Al día siguiente, por la noche, nos recogió una goleta de Arendal. Les contamos que íbamos a bordo del María, que había naufragado unos días antes y que seguramente éramos los únicos supervivientes.

La goleta se dirigía a Marsella. Durante toda la travesía hacia Europa, Comodín seguía tan callado como había estado en el bote salvavidas. Los marineros pensarían que era un extraño personaje, pero nadie dijo nada.

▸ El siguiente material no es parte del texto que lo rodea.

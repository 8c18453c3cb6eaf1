use std::path::Path;

pub mod png;

const PNG_SUFFIX: &[u8] = b".png";

#[derive(Clone, Copy, Debug, PartialEq, Eq)]
pub enum OutputFormat {
    Png,
}

impl OutputFormat {
    /// Selects the format by the suffix after the last dot of the path,
    /// matched case-sensitively. A file named just `.png` counts as PNG.
    pub fn from_path(path: &Path) -> Option<Self> {
        let path = path.as_os_str().as_encoded_bytes();
        if path.ends_with(PNG_SUFFIX) {
            return Some(Self::Png);
        }
        None
    }
}
use crate::canvas::Canvas;
use crate::input::InputImage;
use crate::raster::COMPONENTS_PER_DOT;

/// Copies the mask selected components of every dot of `input` into the
/// canvas. Dots are matched by their linear row-major index, so the input
/// starts at the top-left dot of the canvas.
pub fn merge_channel(input: &InputImage, canvas: &mut Canvas) {
    let source = input.image();
    if source.number_of_dots() > canvas.image().number_of_dots() {
        panic!(
            "input image is bigger than canvas: input {}x{}, canvas {}x{}",
            source.width(),
            source.height(),
            canvas.width(),
            canvas.height()
        );
    }

    let routes: Vec<(usize, usize)> = input.mask().routes().collect();
    if routes.is_empty() {
        return;
    }
    let source_dots = source.dots().chunks_exact(COMPONENTS_PER_DOT);
    let canvas_dots = canvas.dots_mut().chunks_exact_mut(COMPONENTS_PER_DOT);
    for (source_dot, canvas_dot) in source_dots.zip(canvas_dots) {
        for &(source_index, destination_index) in &routes {
            canvas_dot[destination_index] = source_dot[source_index];
        }
    }
}

/// Merges the inputs one after another, later inputs overwrite the
/// channels earlier ones wrote.
pub fn merge_all(inputs: &[InputImage], canvas: &mut Canvas) {
    for input in inputs {
        log::debug!(
            "Merging '{}' with mask '{}'",
            input.path().display(),
            input.mask()
        );
        merge_channel(input, canvas);
    }
}
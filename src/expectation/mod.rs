//! Expectations: a matcher paired with a cycle of canned responses

mod cycle;

pub use cycle::{ResponseCycle, ResponseSlot, ResponseSource};

use std::fmt;
use std::future::Future;
use std::sync::Arc;
use std::time::Duration;

use bytes::Bytes;

use crate::matcher::Matcher;
use crate::request::RecordedRequest;
use crate::response::CannedResponse;
use crate::{RecorderError, Result};

/// Default time `wait()` gives a request to arrive
pub const DEFAULT_WAIT_TIMEOUT: Duration = Duration::from_secs(3);

/// Optional settings for a registered expectation
#[derive(Debug, Clone, Default)]
pub struct ExpectOptions {
    /// Display name; defaults to the matcher's description
    pub name: Option<String>,
    /// `wait()` timeout; defaults to the recorder's
    pub timeout: Option<Duration>,
}

impl ExpectOptions {
    /// Set the display name
    #[must_use]
    pub fn name(mut self, name: impl Into<String>) -> Self {
        self.name = Some(name.into());
        self
    }

    /// Set the `wait()` timeout
    #[must_use]
    pub fn timeout(mut self, timeout: Duration) -> Self {
        self.timeout = Some(timeout);
        self
    }
}

/// A registered rule: requests accepted by the matcher are answered from the
/// response cycle, and tests wait on the requests that arrived
pub struct Expectation {
    id: usize,
    name: Option<String>,
    matcher: Box<dyn Matcher>,
    cycle: ResponseCycle,
    timeout: Duration,
}

impl Expectation {
    /// Create an expectation
    ///
    /// # Errors
    ///
    /// Returns `InvalidResponseSource` if `responses` cannot form a cycle
    pub fn new(
        id: usize,
        matcher: Box<dyn Matcher>,
        responses: ResponseSource,
        name: Option<String>,
        timeout: Duration,
    ) -> Result<Self> {
        let cycle = ResponseCycle::new(responses)?;
        let name = name.or_else(|| matcher.describe());

        Ok(Self {
            id,
            name,
            matcher,
            cycle,
            timeout,
        })
    }

    /// Display name, if any
    pub fn name(&self) -> Option<&str> {
        self.name.as_deref()
    }

    /// Number of responses; `None` responds forever
    pub fn expected_count(&self) -> Option<usize> {
        self.cycle.expected_count()
    }

    /// Number of requests answered so far
    pub fn fulfilled_count(&self) -> usize {
        self.cycle.produced()
    }

    /// Timeout used by [`Expectation::wait`]
    pub fn timeout(&self) -> Duration {
        self.timeout
    }

    /// Whether this expectation would answer `request`
    pub fn can_respond(&self, request: &RecordedRequest) -> bool {
        self.matcher.matches(request) && self.cycle.has_next()
    }

    /// Whether a finite expectation has responses left
    ///
    /// Expectations that respond forever are never still expecting.
    pub fn is_still_expecting(&self) -> bool {
        self.expected_count()
            .is_some_and(|count| self.fulfilled_count() < count)
    }

    /// Answer one request: fulfil the next slot with `body`
    ///
    /// Returns `None` if the responses ran out, which happens when concurrent
    /// requests raced for the last one.
    pub fn record_once(&self, body: Bytes) -> Option<CannedResponse> {
        self.cycle.produce(body)
    }

    /// Wait for the request answering the next response slot
    ///
    /// The slot is taken when `wait` is called, not when the future is first
    /// polled, so successive calls observe successive requests.
    ///
    /// # Errors
    ///
    /// Returns `WaitTimeout` if no request arrived in time and
    /// `ResponsesExhausted` if every response already has a waiter
    pub fn wait(&self) -> impl Future<Output = Result<Bytes>> + Send + 'static {
        self.wait_within(self.timeout)
    }

    /// Like [`Expectation::wait`] with a one-off timeout
    ///
    /// # Errors
    ///
    /// See [`Expectation::wait`]
    pub fn wait_within(
        &self,
        timeout: Duration,
    ) -> impl Future<Output = Result<Bytes>> + Send + 'static {
        let slot = self.cycle.consume();
        let expectation = self.to_string();

        async move {
            let slot: Arc<ResponseSlot> =
                slot.ok_or_else(|| RecorderError::ResponsesExhausted {
                    expectation: expectation.clone(),
                })?;

            match tokio::time::timeout(timeout, slot.fulfilled()).await {
                Ok(signal) => signal?,
                Err(_) => {
                    return Err(RecorderError::WaitTimeout {
                        expectation,
                        timeout,
                    })
                }
            }

            slot.captured().ok_or_else(|| {
                RecorderError::InvariantViolation(format!(
                    "{expectation} was fulfilled without a request body"
                ))
            })
        }
    }
}

impl fmt::Display for Expectation {
    fn fmt(&self, f: &mut fmt::Formatter<'_>) -> fmt::Result {
        match &self.name {
            Some(name) => write!(f, "expectation '{name}'"),
            None => write!(f, "expectation #{}", self.id),
        }
    }
}

impl fmt::Debug for Expectation {
    fn fmt(&self, f: &mut fmt::Formatter<'_>) -> fmt::Result {
        f.debug_struct("Expectation")
            .field("id", &self.id)
            .field("name", &self.name)
            .field("cycle", &self.cycle)
            .field("timeout", &self.timeout)
            .finish_non_exhaustive()
    }
}
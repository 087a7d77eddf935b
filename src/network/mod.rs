//! Network layer for the recorder
//!
//! Accepts HTTP/1.1 connections with hyper and hands every request to
//! [`crate::Recorder::handle`].

pub mod http;
mod server;

pub use server::RecorderServer;

/// Default maximum request body size
pub const DEFAULT_MAX_REQUEST_SIZE: usize = 16 * 1024 * 1024;

/// Graceful shutdown timeout
pub const SHUTDOWN_TIMEOUT_MS: u64 = 5000;
//! http-request-recorder CLI

use std::path::{Path, PathBuf};
use std::process;
use std::sync::Arc;

use anyhow::Context;
use http_request_recorder::config::RecorderConfig;
use http_request_recorder::{RecorderServer, TracingLog};
use tracing::info;
use tracing_subscriber::EnvFilter;

#[tokio::main]
async fn main() {
    let args: Vec<String> = std::env::args().collect();

    if args.len() < 3 {
        eprintln!("http-request-recorder v{}", env!("CARGO_PKG_VERSION"));
        eprintln!();
        eprintln!("Usage: http-request-recorder <command> <config.toml>");
        eprintln!();
        eprintln!("Commands:");
        eprintln!("  serve     Answer requests from the configured expectations until Ctrl-C");
        eprintln!("  check     Validate a configuration file");
        process::exit(1);
    }

    tracing_subscriber::fmt()
        .with_env_filter(
            EnvFilter::try_from_default_env().unwrap_or_else(|_| EnvFilter::new("info")),
        )
        .init();

    let command = &args[1];
    let config_path = PathBuf::from(&args[2]);

    let result = match command.as_str() {
        "serve" => serve(config_path).await,
        "check" => check(config_path),
        _ => {
            eprintln!("Unknown command: {command}");
            eprintln!("Run 'http-request-recorder' for usage information.");
            process::exit(1);
        }
    };

    if let Err(e) = result {
        eprintln!("Error: {e:#}");
        process::exit(1);
    }
}

fn load(path: &Path) -> anyhow::Result<RecorderConfig> {
    RecorderConfig::from_file(path)
        .with_context(|| format!("Failed to load {}", path.display()))
}

fn check(path: PathBuf) -> anyhow::Result<()> {
    let config = load(&path)?;
    config
        .build_recorder(Arc::new(TracingLog))
        .context("Invalid expectation")?;

    println!(
        "{}: {} expectation(s), listening on {}",
        path.display(),
        config.expectations.len(),
        config.socket_addr()?
    );
    Ok(())
}

async fn serve(path: PathBuf) -> anyhow::Result<()> {
    let config = load(&path)?;
    let recorder = Arc::new(
        config
            .build_recorder(Arc::new(TracingLog))
            .context("Invalid expectation")?,
    );

    let server = RecorderServer::start_with_limit(
        Arc::clone(&recorder),
        config.socket_addr()?,
        config.limits.max_request_size,
    )
    .await?;

    info!("Serving {} on {}", recorder, server.url());

    tokio::signal::ctrl_c()
        .await
        .context("Failed to listen for Ctrl-C")?;
    info!("Received SIGINT, shutting down");

    let unexpected = recorder.unexpected_requests().len();
    server.shutdown().await?;

    if unexpected > 0 {
        info!("{} request(s) matched no expectation", unexpected);
    }
    Ok(())
}
//! Configuration for running a recorder from a file

use std::collections::BTreeMap;
use std::net::{IpAddr, SocketAddr};
use std::sync::Arc;
use std::time::Duration;

use hyper::header::{HeaderName, HeaderValue};
use hyper::StatusCode;
use serde::{Deserialize, Serialize};

use crate::expectation::{ExpectOptions, ResponseSource};
use crate::log::RecorderLog;
use crate::matcher::RequestPattern;
use crate::network::DEFAULT_MAX_REQUEST_SIZE;
use crate::recorder::Recorder;
use crate::response::{CannedResponse, FullResponse};
use crate::{RecorderError, Result};

/// Main configuration
#[derive(Debug, Clone, Serialize, Deserialize)]
pub struct RecorderConfig {
    /// Recorder name used in log lines
    pub name: String,
    /// Listener address
    #[serde(default)]
    pub listen: ListenConfig,
    /// Resource limits and timeouts
    #[serde(default)]
    pub limits: LimitsConfig,
    /// Expectations registered at startup
    #[serde(default)]
    pub expectations: Vec<ExpectationConfig>,
}

/// Listener configuration
#[derive(Debug, Clone, Serialize, Deserialize)]
pub struct ListenConfig {
    /// IP address to bind
    #[serde(default = "default_host")]
    pub host: String,
    /// Port to bind; 0 picks a free one
    #[serde(default)]
    pub port: u16,
}

fn default_host() -> String {
    "127.0.0.1".to_string()
}

impl Default for ListenConfig {
    fn default() -> Self {
        Self {
            host: default_host(),
            port: 0,
        }
    }
}

/// Resource limits
#[derive(Debug, Clone, Serialize, Deserialize)]
pub struct LimitsConfig {
    /// Maximum request body size in bytes
    pub max_request_size: usize,
    /// Default `wait()` timeout in milliseconds
    pub wait_timeout_ms: u64,
}

impl Default for LimitsConfig {
    fn default() -> Self {
        Self {
            max_request_size: DEFAULT_MAX_REQUEST_SIZE,
            wait_timeout_ms: 3000,
        }
    }
}

/// One `[[expectations]]` entry
#[derive(Debug, Clone, Serialize, Deserialize)]
pub struct ExpectationConfig {
    /// Display name; defaults to the matcher description
    #[serde(default)]
    pub name: Option<String>,
    /// Request criteria
    #[serde(flatten)]
    pub pattern: RequestPattern,
    /// Cycle through `responses` forever instead of serving each once
    #[serde(default)]
    pub repeat: bool,
    /// Responses in serving order
    #[serde(default)]
    pub responses: Vec<ResponseConfig>,
}

/// One canned response
#[derive(Debug, Clone, Default, Serialize, Deserialize)]
pub struct ResponseConfig {
    /// Response body
    #[serde(default)]
    pub body: String,
    /// Status code; plain 200 when absent
    #[serde(default)]
    pub status: Option<u16>,
    /// `Content-Type` header
    #[serde(default)]
    pub content_type: Option<String>,
    /// Extra headers
    #[serde(default)]
    pub headers: BTreeMap<String, String>,
}

impl ResponseConfig {
    /// Convert into a canned response
    ///
    /// Without status and headers the body is served as plain text.
    ///
    /// # Errors
    ///
    /// Returns `InvalidResponseSource` for a bad status code or header
    pub fn to_canned(&self) -> Result<CannedResponse> {
        if self.status.is_none() && self.content_type.is_none() && self.headers.is_empty() {
            return Ok(CannedResponse::Text(self.body.clone()));
        }

        let code = self.status.unwrap_or(200);
        let status = StatusCode::from_u16(code).map_err(|e| {
            RecorderError::InvalidResponseSource(format!("status {code}: {e}"))
        })?;

        let mut response = FullResponse::new(status).with_body(self.body.clone());

        if let Some(content_type) = &self.content_type {
            response = response.with_content_type(header_value(content_type)?);
        }

        for (name, value) in &self.headers {
            let name = HeaderName::from_bytes(name.as_bytes()).map_err(|e| {
                RecorderError::InvalidResponseSource(format!("header name '{name}': {e}"))
            })?;
            response = response.with_header(name, header_value(value)?);
        }

        Ok(CannedResponse::Full(response))
    }
}

fn header_value(value: &str) -> Result<HeaderValue> {
    HeaderValue::from_str(value).map_err(|e| {
        RecorderError::InvalidResponseSource(format!("header value '{value}': {e}"))
    })
}

impl ExpectationConfig {
    /// Response source described by this entry
    ///
    /// # Errors
    ///
    /// Returns `InvalidResponseSource` if there are no responses or one of
    /// them is invalid
    pub fn response_source(&self) -> Result<ResponseSource> {
        if self.responses.is_empty() {
            return Err(RecorderError::InvalidResponseSource(
                "an expectation needs at least one response".to_string(),
            ));
        }

        let responses = self
            .responses
            .iter()
            .map(ResponseConfig::to_canned)
            .collect::<Result<Vec<_>>>()?;

        if self.repeat {
            Ok(ResponseSource::unbounded(responses.into_iter().cycle()))
        } else {
            Ok(ResponseSource::Finite(responses))
        }
    }
}

impl RecorderConfig {
    /// Load configuration from TOML file
    ///
    /// # Errors
    ///
    /// Returns error if file cannot be read or parsed
    pub fn from_file(path: &std::path::Path) -> Result<Self> {
        let content = std::fs::read_to_string(path)
            .map_err(|e| RecorderError::ConfigError(format!("Failed to read config file: {e}")))?;

        let config: Self = toml::from_str(&content)
            .map_err(|e| RecorderError::ConfigError(format!("Failed to parse config: {e}")))?;

        config.validate()?;
        Ok(config)
    }

    /// Validate configuration
    ///
    /// # Errors
    ///
    /// Returns error if configuration is invalid
    pub fn validate(&self) -> Result<()> {
        if self.name.is_empty() {
            return Err(RecorderError::ConfigError(
                "name cannot be empty".to_string(),
            ));
        }

        self.socket_addr()?;

        if self.limits.max_request_size == 0 {
            return Err(RecorderError::ConfigError(
                "max_request_size must be > 0".to_string(),
            ));
        }

        if self.limits.wait_timeout_ms == 0 {
            return Err(RecorderError::ConfigError(
                "wait_timeout_ms must be > 0".to_string(),
            ));
        }

        for (i, expectation) in self.expectations.iter().enumerate() {
            if expectation.pattern.is_empty() {
                return Err(RecorderError::ConfigError(format!(
                    "Expectation {i}: at least one of method, path, body_contains, header, xml_rpc or json_rpc is required"
                )));
            }

            if expectation.pattern.xml_rpc.is_some() && expectation.pattern.path.is_some() {
                return Err(RecorderError::ConfigError(format!(
                    "Expectation {i}: xml_rpc implies the /RPC2 path, remove path"
                )));
            }

            if expectation.responses.is_empty() {
                return Err(RecorderError::ConfigError(format!(
                    "Expectation {i}: responses cannot be empty"
                )));
            }
        }

        Ok(())
    }

    /// Address to bind
    ///
    /// # Errors
    ///
    /// Returns error if `host` is not an IP address
    pub fn socket_addr(&self) -> Result<SocketAddr> {
        let ip: IpAddr = self.listen.host.parse().map_err(|e| {
            RecorderError::ConfigError(format!("Invalid host '{}': {e}", self.listen.host))
        })?;
        Ok(SocketAddr::new(ip, self.listen.port))
    }

    /// Default `wait()` timeout
    pub fn wait_timeout(&self) -> Duration {
        Duration::from_millis(self.limits.wait_timeout_ms)
    }

    /// Build a recorder with every configured expectation registered
    ///
    /// # Errors
    ///
    /// Returns `InvalidResponseSource` if an expectation's responses are invalid
    pub fn build_recorder(&self, log: Arc<dyn RecorderLog>) -> Result<Recorder> {
        let recorder = Recorder::with_log(self.name.clone(), log).with_default_timeout(self.wait_timeout());

        for expectation in &self.expectations {
            let options = ExpectOptions {
                name: expectation.name.clone(),
                timeout: None,
            };
            recorder.expect_with(
                expectation.pattern.clone(),
                expectation.response_source()?,
                options,
            )?;
        }

        Ok(recorder)
    }
}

Cuando nos bajamos en el puerto de Marsella, el pequeño bufón se metió entre unos edificios del muelle y desapareció sin despedirse.

Más tarde aquel mismo año, llegué aquí a Dorf. Lo que me había sucedido era tan extraño que me pareció que necesitaría el resto de mi vida para pensar en ello. Para eso, Dorf era el sitio ideal. Llegué aquí de pura casualidad hace 52 años.

Al saber que no había ningún panadero en el pueblo, abrí una pequeña panadería. Había sido aprendiz de panadero en Lübeck antes de ser marinero. Desde entonces, este lugar ha sido mi hogar.

Nunca conté a nadie lo sucedido. De todos modos, nadie me hubiera creído.

Tengo que admitir que yo mismo he dudado, alguna que otra vez, de la historia sobre la isla mágica. Pero, cuando desembarqué en Marsella, llevaba un saco blanco al hombro, y durante todos estos años, he guardado celosamente tanto el saco como todo lo que había en él.